Rod Dreher, Comment être chrétien dans un monde qui ne l’est plus, le pari bénédictin

Fiche de l’Observatoire Foi et Culture (OFC) du mercredi 14 mars 2018.

Rod DreherVoilà un livre qui contient pas mal de choses contestables tout en posant de vraies questions sur les défis que doivent relever ceux qui veulent vivre en chrétiens aujourd’hui. Un livre sur lequel un certain nombre de nos séminaristes et de nos jeunes prêtres ont tendance à se précipiter sans trop de recul critique, ce qui suppose que nous les aidions à faire la part des choses en faisant l’effort de le lire et d’en parler avec eux.

La thèse de Rod Dreher, journaliste et écrivain américain, est simple – simpliste diront certains. De même que saint Benoît, à la fin du Ve siècle, a quitté le monde pour vivre loin de « l’abîme des vices, de l’ambition et de la sensualité » d’abord comme ermite dans la solitude, puis comme père abbé d’une communauté monastique, de même les chrétiens d’aujourd’hui, pour être chrétiens « dans un monde qui ne l’est plus », sont appelés à se retirer du monde et à former des « réseaux de résistance » (p. 37) et une « contreculture » (p. 45). Nous voilà d’emblée aux antipodes de Gaudium et Spes et de son objet : « l’Église dans le monde de ce temps ». Si elle est dedans, avec le ferme propos de ne pas déserter, elle ne peut être à côté, encore moins contre le monde.
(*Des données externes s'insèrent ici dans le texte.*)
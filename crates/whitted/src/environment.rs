//! What rays see when they escape the scene.

use std::{f32::consts::PI, path::Path};

use image::RgbImage;

use crate::{
    color::{self, Color},
    math::{
        float::FloatAsExt,
        vec::{Vec2, Vec3},
    },
    utils::log_once::warn_once,
    Error, Result,
};

/// A decoded panoramic image, sampled with an equirectangular-like projection.
///
/// The center of the image is seen looking down -Z, the top row looking up.
#[derive(Debug, Clone)]
pub struct EnvironmentMap {
    width: u32,
    height: u32,
    channels: usize,
    bytes: Vec<u8>,
}

impl EnvironmentMap {
    /// Wrap an already decoded buffer of 8 bits RGB or RGBA pixels, row major from the top.
    pub fn new(width: u32, height: u32, channels: usize, bytes: Vec<u8>) -> Result<Self> {
        if !(3..=4).contains(&channels) {
            return Err(Error::UnsupportedChannels(channels));
        }
        let expected = width as usize * height as usize * channels;
        if expected == 0 || bytes.len() != expected {
            return Err(Error::EnvironmentSize {
                width,
                height,
                channels,
                expected,
                actual: bytes.len(),
            });
        }

        Ok(Self {
            width,
            height,
            channels,
            bytes,
        })
    }

    /// Decode an image file, whatever its format, as long as `image` knows about it.
    pub fn open(path: impl AsRef<Path>) -> Result<Self> {
        let image = image::open(path)?.into_rgb8();
        Self::from_image(image)
    }

    pub fn from_image(image: RgbImage) -> Result<Self> {
        let (width, height) = image.dimensions();
        Self::new(width, height, 3, image.into_raw())
    }

    pub fn width(&self) -> u32 {
        self.width
    }

    pub fn height(&self) -> u32 {
        self.height
    }

    pub fn sample(&self, direction: Vec3) -> Color {
        let (x, y) = self.coordinates(direction);
        self.pixel(x, y)
    }

    /// Pixel seen in `direction`, clamped in the image.
    pub fn coordinates(&self, direction: Vec3) -> (u32, u32) {
        // Signed angle between -Z and the direction projected on the horizontal plane
        let forward = Vec2::new(0., -1.);
        let horizontal = Vec2::new(direction.x, direction.z).normalize();
        let phi = f32::atan2(forward.perp_dot(horizontal), forward.dot(horizontal));

        // Angle between up and the direction
        let theta = f32::atan2(Vec3::Y.cross(direction).length(), Vec3::Y.dot(direction));

        let x = match phi.into_finite() {
            Some(phi) => (phi + PI) / (2. * PI) * self.width as f32,
            None => {
                warn_once!("environment sampled with no horizontal component, using column 0");
                0.
            }
        };
        let y = theta.into_finite().unwrap_or(0.) / PI * self.height as f32;

        (
            (x as u32).min(self.width - 1),
            (y as u32).min(self.height - 1),
        )
    }

    fn pixel(&self, x: u32, y: u32) -> Color {
        let index = (y as usize * self.width as usize + x as usize) * self.channels;
        let [r, g, b] = [
            self.bytes[index],
            self.bytes[index + 1],
            self.bytes[index + 2],
        ];
        Vec3::new(r as f32, g as f32, b as f32) / 255.
    }
}

/// Color returned for rays leaving the scene
#[derive(Debug, Clone)]
pub enum Background {
    Sky(Color),
    Environment(EnvironmentMap),
}

impl Default for Background {
    fn default() -> Self {
        Background::Sky(color::SKY)
    }
}

impl Background {
    pub fn radiance(&self, direction: Vec3) -> Color {
        match self {
            Background::Sky(color) => *color,
            Background::Environment(map) => map.sample(direction),
        }
    }
}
Le diagnostic de la première partie, très marqué par la situation du catholicisme américain (le sous-titre original parle d’ailleurs de la « nation » – sous-entendu la nation américaine – et non du « monde ») et par la montée des revendications de plus en plus hégémoniques d’une culture dominante post-chrétienne (un « déluge historique »), est sans appel : « Il est aisé de voir que nous avons perdu sur tous les fronts, et que les flots incessants du sécularisme ont débordé nos fragiles barrières » (p. 31). Plus grave encore, ce sécularisme relativiste et individualiste ne s’est pas imposé à la société seulement, mais a été intériorisé par les chrétiens eux-mêmes, qui se satisfont désormais d’un vague D.E.T. – « déisme éthico-thérapeutique » (p. 33), assorti d’un credo minimaliste qui ne dérange plus personne.

Un parcours historique dessiné à gros traits (chapitre 2, « les racines de la crise ») est censé fonder ce diagnostic. Une réflexion du sociologue Philip Rieff (p. 71) le synthétise en ces termes : « L’homme religieux naissait pour le salut. L’homme psychologique naît pour la satisfaction. » Cette transposition de la distinction paulinienne entre le « psychique » et le « spirituel » va un peu vite en besogne, mais elle aboutit un peu plus loin à un constat qui est loin d’être faux et qui vaut aussi en partie pour notre société française actuelle : « Le cœur de la politique américaine [n’est] plus l’économie, mais la guerre culturelle » (p. 123).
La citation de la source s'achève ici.